El co-surgimiento y la co-existencia de las cosas es afirmada, incluido el que mira, que deja de ser el centro absoluto del mundo, para volverse, un miembro suyo. De algún modo, se contrae, se retira, para dejar de ser el centro o la base del mundo y convertirse en un miembro suyo. El así llamado noble sendero indica que el camino hacia la doble verdad, que no es propiamente dualista, sino una suerte de “diplopía”, requiere un ser recto o justo. Mirar justamente. Pensar justamente. Hablar justamente. Actuar justamente. Vivir justamente. Esforzarse justamente. Atender justamente. Concentrarse justamente.

El camino medio consiste en saber tratar las cosas de manera justa, es decir, a partir de su relación con otras cosas y su entorno. Para ello es preciso ser fiel a lo que se da y cómo se da, es decir, cómo lo encontramos. Eso incluye también el trato con las cosas, es decir, no forzarlas al punto de torturalas, ni de hacer imposible la cohabitación con otras tantas. También tenemos la responsabilidad de pensar correctamente, de evitar la pereza, el camino trillado, el autoengaño. El pensamiento existe exteriorizándose en lo dicho. La palabra tuerce o endereza. No otra cosa se espera del actuar, pues se pueden retorcer las cosas para hacer aparecer los actos como justos, al igual que se pueden decir verdades objetivas en un momento en que causen perjuicio a otros. Pero nada de esto cuenta si no existe un modo de vida justo, que está en codependencia con los otros y lo otro. ¿Y cómo lograr esa vida sin un esfuerzo justo? Es la dirección de las fuerzas: de la dedicación, la constancia y el deseo. Para ello debemos tener presente lo correcto, tener a disposición los valioso y un estado de claridad, que se esfuerza por no ser vencido por el sopor. Finalmente, este modo de vida se consuma con la concentración en el espacio donde se juegan las cosas importantes, es decir, lo justo.

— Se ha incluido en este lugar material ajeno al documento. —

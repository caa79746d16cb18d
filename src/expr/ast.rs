//! Expression AST definitions
//!
//! The tagged variants an external parser (or caller code) produces and
//! the evaluator interprets. Trees are immutable once built.

use serde::{Deserialize, Serialize};
use serde_json::Value;

/// Unary operators
#[derive(Clone, Copy, Debug, PartialEq, Eq, Serialize, Deserialize)]
pub enum UnaryOp {
    /// Boolean negation
    Not,
    /// Numeric negation; wrapping an ordering key sorts it descending
    Neg,
}

/// Binary operators
#[derive(Clone, Copy, Debug, PartialEq, Eq, Serialize, Deserialize)]
pub enum BinaryOp {
    // Comparison
    Eq,
    Ne,
    Lt,
    Le,
    Gt,
    Ge,
    // Logical
    And,
    Or,
    // Arithmetic
    Add,
    Sub,
    Mul,
    Div,
    Mod,
}

impl BinaryOp {
    /// Returns the operator's surface spelling
    pub fn symbol(&self) -> &'static str {
        match self {
            BinaryOp::Eq => "==",
            BinaryOp::Ne => "!=",
            BinaryOp::Lt => "<",
            BinaryOp::Le => "<=",
            BinaryOp::Gt => ">",
            BinaryOp::Ge => ">=",
            BinaryOp::And => "and",
            BinaryOp::Or => "or",
            BinaryOp::Add => "+",
            BinaryOp::Sub => "-",
            BinaryOp::Mul => "*",
            BinaryOp::Div => "/",
            BinaryOp::Mod => "%",
        }
    }
}

/// Expression AST node
#[derive(Clone, Debug, PartialEq, Serialize, Deserialize)]
pub enum Expr {
    /// The bound element itself
    Item,
    /// Dotted attribute path resolved against the bound element
    Attribute { path: Vec<String> },
    /// Literal value
    Literal(Value),
    /// Unary operation
    Unary { op: UnaryOp, operand: Box<Expr> },
    /// Binary operation
    Binary {
        lhs: Box<Expr>,
        op: BinaryOp,
        rhs: Box<Expr>,
    },
}

impl Expr {
    /// Creates a reference to the bound element
    pub fn item() -> Self {
        Expr::Item
    }

    /// Creates an attribute reference from a dotted path, e.g. `"address.city"`
    pub fn attr(path: impl AsRef<str>) -> Self {
        Expr::Attribute {
            path: path.as_ref().split('.').map(str::to_string).collect(),
        }
    }

    /// Creates a literal expression
    pub fn lit(value: impl Into<Value>) -> Self {
        Expr::Literal(value.into())
    }

    fn binary(lhs: Expr, op: BinaryOp, rhs: Expr) -> Self {
        Expr::Binary {
            lhs: Box::new(lhs),
            op,
            rhs: Box::new(rhs),
        }
    }

    /// Creates an equality comparison
    pub fn eq(lhs: Expr, rhs: Expr) -> Self {
        Self::binary(lhs, BinaryOp::Eq, rhs)
    }

    /// Creates a not-equal comparison
    pub fn ne(lhs: Expr, rhs: Expr) -> Self {
        Self::binary(lhs, BinaryOp::Ne, rhs)
    }

    /// Creates a less-than comparison
    pub fn lt(lhs: Expr, rhs: Expr) -> Self {
        Self::binary(lhs, BinaryOp::Lt, rhs)
    }

    /// Creates a less-than-or-equal comparison
    pub fn le(lhs: Expr, rhs: Expr) -> Self {
        Self::binary(lhs, BinaryOp::Le, rhs)
    }

    /// Creates a greater-than comparison
    pub fn gt(lhs: Expr, rhs: Expr) -> Self {
        Self::binary(lhs, BinaryOp::Gt, rhs)
    }

    /// Creates a greater-than-or-equal comparison
    pub fn ge(lhs: Expr, rhs: Expr) -> Self {
        Self::binary(lhs, BinaryOp::Ge, rhs)
    }

    /// Creates a boolean AND
    pub fn and(lhs: Expr, rhs: Expr) -> Self {
        Self::binary(lhs, BinaryOp::And, rhs)
    }

    /// Creates a boolean OR
    pub fn or(lhs: Expr, rhs: Expr) -> Self {
        Self::binary(lhs, BinaryOp::Or, rhs)
    }

    /// Creates a boolean negation
    pub fn not(operand: Expr) -> Self {
        Expr::Unary {
            op: UnaryOp::Not,
            operand: Box::new(operand),
        }
    }

    /// Wraps an expression in numeric negation.
    ///
    /// Used on an ordering key this flips the key to descending order.
    pub fn neg(operand: Expr) -> Self {
        Expr::Unary {
            op: UnaryOp::Neg,
            operand: Box::new(operand),
        }
    }

    /// Creates an addition
    pub fn add(lhs: Expr, rhs: Expr) -> Self {
        Self::binary(lhs, BinaryOp::Add, rhs)
    }

    /// Creates a subtraction
    pub fn sub(lhs: Expr, rhs: Expr) -> Self {
        Self::binary(lhs, BinaryOp::Sub, rhs)
    }

    /// Creates a multiplication
    pub fn mul(lhs: Expr, rhs: Expr) -> Self {
        Self::binary(lhs, BinaryOp::Mul, rhs)
    }

    /// Creates a division
    pub fn div(lhs: Expr, rhs: Expr) -> Self {
        Self::binary(lhs, BinaryOp::Div, rhs)
    }

    /// Creates a remainder
    pub fn rem(lhs: Expr, rhs: Expr) -> Self {
        Self::binary(lhs, BinaryOp::Mod, rhs)
    }

    /// Returns true if this node is an attribute reference
    pub fn is_attribute(&self) -> bool {
        matches!(self, Expr::Attribute { .. })
    }

    /// The dotted attribute path, if this node is an attribute reference
    pub fn attribute_path(&self) -> Option<String> {
        match self {
            Expr::Attribute { path } => Some(path.join(".")),
            _ => None,
        }
    }
}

Hay todavía mucho qué decir al respecto. Pero resumamos. La verdad es justicia. Con las cosas, los seres vivos y las personas. Ser justo es un modo de cuidado y no-maltrato a la vez, en la cual una existencia no vive a expensas de otra, ni instrumentaliza unas frente a otras por un beneficio propio. Por el contrario, el reconocimiento de la co-existencia y del origen co-determinado se orienta hacia un cooperar que redunda en mutua potenciación. Esta mutua potenciación no es renuncia dolorosa ni martirio, sino todo lo contrario, deshacerse de un peso. La potenciación de la que hablamos aquí no es expansiva, sino intensiva. Es claridad, si se quiere. Según hemos visto, la justicia, que es relación con los otros y lo otro, no puede darse sin una contracción del ego. Pero tampoco con su extinción, sino a partir del amor. Este disminuir es la humildad. El hacer espacio, es preparar un vacío receptivo. Este vacío no es una nada, sino el mundo mismo que, para poder recibir algo o alguien, debe estar en buen estado, debe ser cuidado. Pero puesto que todo esto depende de una peculiar libertad, distinta al arbitrio y una supuesta autoproducción narcisista, no hay necesidad de que suceda. Pende absolutamente de las criaturas.